I can not rub my head because every time I do, my hair falls out! Fortunately it doesn't hurt!
I am going to be really PISSED if I lose my eyebrows...after my breasts and feet, they are the next prettiest feature. I have...(my eyelashes are one of the worst, so if they go I will just get some falsies!)
My friend Meganne McC took pictures of my hair that I have now with Maggie and the hair that she has now...just as short. They say you start to look like your dog...well we match. Pictures soon!
Friday, April 6, 2012
Good Friday's Loss
Today was spent in reverence to our Lord.....Good Friday services at St. Joe's with Father Thome who makes any Mass, although today is the only day of the yearning the Catholic Church there is not a mass...we a
L read the Passiom together, then venerated And kissed the Cross.....
Jessica (Jack's GF) and I met BB, Halee, Peter and Blake at the theater to watch "The Hunger Games".....which I was totally unprepared for!
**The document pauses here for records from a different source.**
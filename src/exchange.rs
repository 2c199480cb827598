use std::fmt;
use std::sync::{Arc, Mutex, MutexGuard};

use futures::task::AtomicTask;

use crate::buffer::StreamingMessageBuffer;
use crate::connection::Role;
use crate::error::ErrorKind;
use crate::message::{RequestHead, ResponseHead};
use crate::simple_error_page::SimpleErrorPage;


/// Stream identifier, HTTP/1.x exchanges are numbered as HTTP/2 streams
pub type StreamId = u32;

/// Lifecycle status of an exchange
///
/// Status only moves from `Open` to one of the terminal states.
#[derive(Debug, Clone, Copy, PartialEq, Eq)]
pub enum ExchangeStatus {
    Open,
    Completed,
    Failed,
    TimedOut,
}

impl ExchangeStatus {
    pub fn is_terminal(&self) -> bool {
        *self != ExchangeStatus::Open
    }
}

struct Progress {
    status: ExchangeStatus,
    terminal_error: Option<ErrorKind>,
    response: Option<ResponseHead>,
}

struct Inner {
    id: StreamId,
    role: Role,
    request: RequestHead,
    request_body: StreamingMessageBuffer,
    response_body: StreamingMessageBuffer,
    progress: Mutex<Progress>,
    listener: Arc<AtomicTask>,
}

/// One request/response pair on a connection
///
/// Shared between the connection driver (network side) and the
/// application. Cloning gives another handle to the same exchange.
#[derive(Clone)]
pub struct Exchange {
    inner: Arc<Inner>,
}

impl Exchange {
    /// Creates an exchange in the `Open` state
    ///
    /// The outbound buffer (response body on the server, request body on
    /// the client) wakes `listener` whenever the application produces data.
    pub(crate) fn new(id: StreamId, role: Role, request: RequestHead,
        request_body: StreamingMessageBuffer, listener: Arc<AtomicTask>)
        -> Exchange
    {
        let response_body = StreamingMessageBuffer::new();
        match role {
            Role::Server => response_body.set_listener(listener.clone()),
            Role::Client => request_body.set_listener(listener.clone()),
        }
        Exchange {
            inner: Arc::new(Inner {
                id: id,
                role: role,
                request: request,
                request_body: request_body,
                response_body: response_body,
                progress: Mutex::new(Progress {
                    status: ExchangeStatus::Open,
                    terminal_error: None,
                    response: None,
                }),
                listener: listener,
            }),
        }
    }

    fn progress(&self) -> MutexGuard<Progress> {
        self.inner.progress.lock().unwrap_or_else(|e| e.into_inner())
    }

    pub fn id(&self) -> StreamId {
        self.inner.id
    }
    pub fn role(&self) -> Role {
        self.inner.role
    }
    pub fn request(&self) -> &RequestHead {
        &self.inner.request
    }
    pub fn request_body(&self) -> &StreamingMessageBuffer {
        &self.inner.request_body
    }
    pub fn response_body(&self) -> &StreamingMessageBuffer {
        &self.inner.response_body
    }
    /// Body received from the network
    pub fn inbound_body(&self) -> &StreamingMessageBuffer {
        match self.inner.role {
            Role::Server => &self.inner.request_body,
            Role::Client => &self.inner.response_body,
        }
    }
    /// Body written to the network
    pub fn outbound_body(&self) -> &StreamingMessageBuffer {
        match self.inner.role {
            Role::Server => &self.inner.response_body,
            Role::Client => &self.inner.request_body,
        }
    }
    pub fn status(&self) -> ExchangeStatus {
        self.progress().status
    }
    pub fn terminal_error(&self) -> Option<ErrorKind> {
        self.progress().terminal_error
    }
    pub fn response_head(&self) -> Option<ResponseHead> {
        self.progress().response.clone()
    }
    pub fn is_response_started(&self) -> bool {
        self.progress().response.is_some()
    }

    /// Installs the response head
    ///
    /// Fails once the exchange is terminal or when a response already
    /// began. Checked under the same lock as the timeout, so a handler can
    /// never start a response after the synthetic one was installed.
    pub fn begin_response(&self, head: ResponseHead) -> Result<(), ErrorKind> {
        {
            let mut progress = self.progress();
            if progress.status.is_terminal() {
                return Err(progress.terminal_error
                    .unwrap_or(ErrorKind::ConnectionClosed));
            }
            if progress.response.is_some() {
                return Err(ErrorKind::ProtocolViolation);
            }
            progress.response = Some(head);
        }
        self.inner.listener.notify();
        Ok(())
    }

    /// Marks the exchange as successfully finished
    pub fn complete(&self) -> bool {
        let mut progress = self.progress();
        if progress.status.is_terminal() {
            return false;
        }
        progress.status = ExchangeStatus::Completed;
        true
    }

    /// Cancels the inbound body unless it was received completely
    fn cancel_inbound(&self, cause: ErrorKind) {
        let body = self.inbound_body();
        if !body.is_end_of_message() {
            body.cancel(cause);
        }
    }

    /// Fails the exchange, both bodies are cancelled with the same cause
    ///
    /// An inbound body whose last chunk has already arrived stays readable.
    pub fn fail(&self, cause: ErrorKind) -> bool {
        {
            let mut progress = self.progress();
            if progress.status.is_terminal() {
                return false;
            }
            progress.status = ExchangeStatus::Failed;
            progress.terminal_error = Some(cause);
        }
        self.cancel_inbound(cause);
        self.outbound_body().cancel(cause);
        true
    }

    /// Applies the idle timeout to the exchange
    ///
    /// On the server the request body is cancelled and, unless the handler
    /// already started a response, the synthetic timeout response is
    /// installed. A started response is cancelled so that the driver
    /// aborts the stream. On the client both bodies are cancelled, except
    /// a response body that was received completely.
    pub fn time_out(&self) -> bool {
        let synthesize = {
            let mut progress = self.progress();
            if progress.status.is_terminal() {
                return false;
            }
            progress.status = ExchangeStatus::TimedOut;
            progress.terminal_error = Some(ErrorKind::IdleTimeout);
            match self.inner.role {
                Role::Server if progress.response.is_none() => {
                    let page = SimpleErrorPage::timeout();
                    progress.response = Some(page.head());
                    Some(page)
                }
                _ => None,
            }
        };
        self.inner.request_body.cancel(ErrorKind::IdleTimeout);
        match synthesize {
            Some(page) => {
                // fresh buffer nobody else has written to
                if self.inner.response_body.push(page.body()).is_err() {
                    self.inner.response_body.cancel(ErrorKind::IdleTimeout);
                }
            }
            None => match self.inner.role {
                Role::Server => {
                    self.inner.response_body.cancel(ErrorKind::IdleTimeout);
                }
                Role::Client => self.cancel_inbound(ErrorKind::IdleTimeout),
            },
        }
        self.inner.listener.notify();
        true
    }
}

impl fmt::Debug for Exchange {
    fn fmt(&self, f: &mut fmt::Formatter) -> fmt::Result {
        f.debug_struct("Exchange")
            .field("id", &self.inner.id)
            .field("role", &self.inner.role)
            .field("method", &self.inner.request.method)
            .field("path", &self.inner.request.path)
            .field("status", &self.status())
            .finish()
    }
}

#[cfg(test)]
mod test {
    use std::sync::Arc;

    use futures::task::AtomicTask;

    use crate::buffer::{StreamingMessageBuffer, Pull};
    use crate::chunk::Chunk;
    use crate::connection::Role;
    use crate::enums::Status;
    use crate::error::ErrorKind;
    use crate::message::{RequestHead, ResponseHead};
    use super::{Exchange, ExchangeStatus};

    fn exchange(role: Role) -> Exchange {
        Exchange::new(1, role, RequestHead::new("GET", "/"),
            StreamingMessageBuffer::new(), Arc::new(AtomicTask::new()))
    }

    #[test]
    fn monotonic_status() {
        let ex = exchange(Role::Server);
        assert_eq!(ex.status(), ExchangeStatus::Open);
        assert!(ex.complete());
        assert!(!ex.fail(ErrorKind::ConnectionClosed));
        assert!(!ex.time_out());
        assert_eq!(ex.status(), ExchangeStatus::Completed);
        assert_eq!(ex.terminal_error(), None);
    }

    #[test]
    fn fail_cancels_bodies() {
        let ex = exchange(Role::Server);
        assert!(ex.fail(ErrorKind::ConnectionClosed));
        assert_eq!(ex.request_body().pull(),
                   Pull::Cancelled(ErrorKind::ConnectionClosed));
        assert_eq!(ex.response_body().cancelled(),
                   Some(ErrorKind::ConnectionClosed));
        assert_eq!(ex.begin_response(ResponseHead::new(Status::Ok)),
                   Err(ErrorKind::ConnectionClosed));
    }

    #[test]
    fn server_timeout_synthesizes_response() {
        let ex = exchange(Role::Server);
        assert!(ex.time_out());
        assert_eq!(ex.status(), ExchangeStatus::TimedOut);
        assert_eq!(ex.terminal_error(), Some(ErrorKind::IdleTimeout));
        assert_eq!(ex.response_head().map(|h| h.code), Some(504));
        assert_eq!(ex.response_body().pull(),
                   Pull::Chunk(Chunk::last("Server time out")));
        assert_eq!(ex.request_body().pull(),
                   Pull::Cancelled(ErrorKind::IdleTimeout));
        // handler is too late
        assert_eq!(ex.begin_response(ResponseHead::new(Status::Ok)),
                   Err(ErrorKind::IdleTimeout));
    }

    #[test]
    fn server_timeout_after_response_started() {
        let ex = exchange(Role::Server);
        ex.begin_response(ResponseHead::new(Status::Ok)).unwrap();
        ex.response_body().push(Chunk::new("partial")).unwrap();
        assert!(ex.time_out());
        assert_eq!(ex.response_head().map(|h| h.code), Some(200));
        assert_eq!(ex.response_body().pull(),
                   Pull::Cancelled(ErrorKind::IdleTimeout));
    }

    #[test]
    fn client_timeout() {
        let ex = exchange(Role::Client);
        assert!(ex.time_out());
        assert!(!ex.is_response_started());
        assert_eq!(ex.inbound_body().pull(),
                   Pull::Cancelled(ErrorKind::IdleTimeout));
    }

    #[test]
    fn complete_inbound_body_survives_failure() {
        let ex = exchange(Role::Client);
        ex.begin_response(ResponseHead::new(Status::GatewayTimeout)).unwrap();
        ex.response_body().push(Chunk::last("Server time out")).unwrap();
        assert!(ex.fail(ErrorKind::ConnectionClosed));
        assert_eq!(ex.request_body().cancelled(),
                   Some(ErrorKind::ConnectionClosed));
        assert_eq!(ex.response_body().pull(),
                   Pull::Chunk(Chunk::last("Server time out")));
        assert_eq!(ex.response_body().pull(), Pull::End);
    }

    #[test]
    fn partial_inbound_body_is_cancelled() {
        let ex = exchange(Role::Client);
        ex.begin_response(ResponseHead::new(Status::Ok)).unwrap();
        ex.response_body().push(Chunk::new("part")).unwrap();
        assert!(ex.fail(ErrorKind::ConnectionClosed));
        assert_eq!(ex.response_body().pull(),
                   Pull::Cancelled(ErrorKind::ConnectionClosed));
    }

    #[test]
    fn double_response() {
        let ex = exchange(Role::Server);
        ex.begin_response(ResponseHead::new(Status::Ok)).unwrap();
        assert_eq!(ex.begin_response(ResponseHead::new(Status::Ok)),
                   Err(ErrorKind::ProtocolViolation));
    }
}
Good thing I stuck a small bottle of rum ( I knew that is what BB likes, so yes I am blaming it on her ) in my purse for our $18 pop and popcorn! I have to say though....I rant to read all of the books now. So I hope my daughter pops the first one in the mail to me soon,
I came home from dinner at the Elks, and wondered what was all over my black jacket? Lots of little white things...
I can pick the hairs off my head by the handful....tomorrow I will shave my head for real...I will be totally humbled by Easter...I am reading at Church on Sunday...now the use of the Wig will be for real....
And yet this week I witnessed so many people that have it so much worse than I do...their burdens so much heavier...
I am blessed to be where I am right now...and God will see me through this...His will, not mine.
And I will wear my NEW PINK WIG to Chemo this Wednesday...5 more days of feeling good ahead!